Between lunacy and lucidity

June 30, 1993
Issue 

Leolo
A film by Jean-Claude Lauzon
From late June at Kino, Melbourne
Reviewed by Mario Giorgetti

Canadian writer-director Jean-Claude Lauzon, whose first film, Night Zoo (1987), was well awarded but left many critics unconvinced, establishes with Leolo a solid reputation for a distinct if at times driven and almost deranged artistic genius, boldly treading the line between lunacy and lucidity.

Lauzon believes a film should be an intense and involving experience and have you on your knees with its emotional power. In this obliquely autobiographical film, he tells a powerful tale that is at once poignant, funny, seriously poetic and full of the candour, warmth and fantastic light of childhood revisited.

It's a familiar coming-of-age scenario wherein 12-year-old Leo Lozeau, a highly intelligent, sensitive boy, grows up in a stifling working-class milieu in a shabby part of town. He knows he doesn't belong here, but he can't escape his fate, so he spins a private fantasy and reinvents his life and his origins to suit himself.

In his imagined world, little Leo (Maxime Collin), born into a poor Montreal family plagued by congenital insanity, renames himself Leolo Lozone.

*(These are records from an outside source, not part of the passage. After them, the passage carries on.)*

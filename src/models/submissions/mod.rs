pub mod entities;
pub mod responses;

pub use entities::{Submission, SubmissionContent, SubmissionStatus};
pub use responses::SubmitResponse;
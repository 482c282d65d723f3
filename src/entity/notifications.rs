//! 站内通知实体

use sea_orm::entity::prelude::*;

#[derive(Clone, Debug, PartialEq, DeriveEntityModel)]
#[sea_orm(table_name = "notifications")]
pub struct Model {
    #[sea_orm(primary_key)]
    pub id: i64,
    pub user_id: i64,
    pub notification_type: String,
    pub title: String,
    #[sea_orm(column_type = "Text", nullable)]
    pub content: Option<String>,
    pub reference_type: Option<String>,
    pub reference_id: Option<i64>,
    pub is_read: bool,
    pub created_at: i64,
}

#[derive(Copy, Clone, Debug, EnumIter, DeriveRelation)]
pub enum Relation {
    #[sea_orm(
        belongs_to = "super::users::Entity",
        from = "Column::UserId",
        to = "super::users::Column::Id"
    )]
    User,
}

impl Related<super::users::Entity> for Entity {
    fn to() -> RelationDef {
        Relation::User.def()
    }
}

impl ActiveModelBehavior for ActiveModel {}

// 从数据库模型转换为业务模型
impl Model {
    pub fn into_notification(self) -> crate::models::notifications::Notification {
        use crate::models::notifications::{Notification, NotificationKind};
        use chrono::{DateTime, Utc};

        Notification {
            id: self.id,
            user_id: self.user_id,
            kind: self
                .notification_type
                .parse::<NotificationKind>()
                .unwrap_or(NotificationKind::AssignmentUpdated),
            title: self.title,
            content: self.content,
            reference_type: self.reference_type,
            reference_id: self.reference_id,
            is_read: self.is_read,
            created_at: DateTime::<Utc>::from_timestamp(self.created_at, 0).unwrap_or_default(),
        }
    }
}
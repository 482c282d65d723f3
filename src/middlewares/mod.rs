pub mod require_jwt;

pub use require_jwt::RequireJWT;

His real father is a pathetic man on the edge of lunacy whose mission in life seems to be to keep the doctor away by making sure everyone in the family has at least one bowel movement a day. So Leolo fantasises that his mother (Ginette Reno), the only rational member of his family, was accidentally impregnated by a tomato carrying the potent sperm of a Sicilian man named Lozone, who thus fortuitously became his father.

One by one his two sisters, his muscle-bound but childlike older brother and his father end up tied to a bed in the insane asylum, staring at the walls in catatonic stupor. It's up to Leolo now to try to break the cycle of insanity, and to that end he must destroy

his grandfather, the bad seed and contemptible wellhead of all this madness, the dirty old man who has even tainted the lovely Bianca, a teenage neighbour and object of Leolo's awakening sexual desire.

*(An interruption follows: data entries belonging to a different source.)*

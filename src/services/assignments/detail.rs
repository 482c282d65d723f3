use super::{AssignmentService, assignment_target};
use crate::access::{AccessTarget, Actor, Operation};
use crate::errors::{GradebookError, Result};
use crate::models::assignments::{Assignment, AssignmentStatus};
use crate::models::users::UserRole;

pub async fn get_assignment(
    service: &AssignmentService,
    actor: &Actor,
    assignment_id: i64,
) -> Result<Assignment> {
    let ctx = &service.ctx;

    let assignment = ctx
        .storage
        .get_assignment_by_id(assignment_id)
        .await?
        .ok_or_else(|| GradebookError::assignment_not_found("作业不存在"))?;

    ctx.authorize(
        actor,
        Operation::ViewAssignment,
        assignment_target(&assignment),
        GradebookError::UnauthorizedClassAccess,
    )
    .await?;

    // 学生只能看到进行中的作业
    if actor.role == UserRole::Student && assignment.status != AssignmentStatus::Active {
        return Err(GradebookError::assignment_not_found("作业不存在"));
    }

    Ok(assignment)
}

pub async fn list_class_assignments(
    service: &AssignmentService,
    actor: &Actor,
    class_id: i64,
    include_inactive: bool,
) -> Result<Vec<Assignment>> {
    let ctx = &service.ctx;

    if ctx.storage.get_class_by_id(class_id).await?.is_none() {
        return Err(GradebookError::not_found("班级不存在"));
    }

    ctx.authorize(
        actor,
        Operation::ViewAssignment,
        AccessTarget::Class(class_id),
        GradebookError::UnauthorizedClassAccess,
    )
    .await?;

    let include_inactive = include_inactive && actor.role != UserRole::Student;
    ctx.storage
        .list_class_assignments(class_id, include_inactive)
        .await
}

In his secret journal, of which page after page ends up in the daily trash, Leolo pens the story of his life and pours into it all the pathos and poetry of his circumstances. In his inverted Cartesian maxim, "I dream, therefore I am not", he lives outside reality, basking in the white light that radiates from his closet, opening into a sunny Mediterranean dream world and, if he's not careful, insanity.

Leolo combines tragic and comic elements in a style reminiscent of Balzac and in subject matter not unlike Terence Davies' autobiographical film The Long Day Closes, only much more colourful and less self-indulgent. It is a romantic story told with warmth and compassion. An original piece of work and a deeply affecting cinema experience.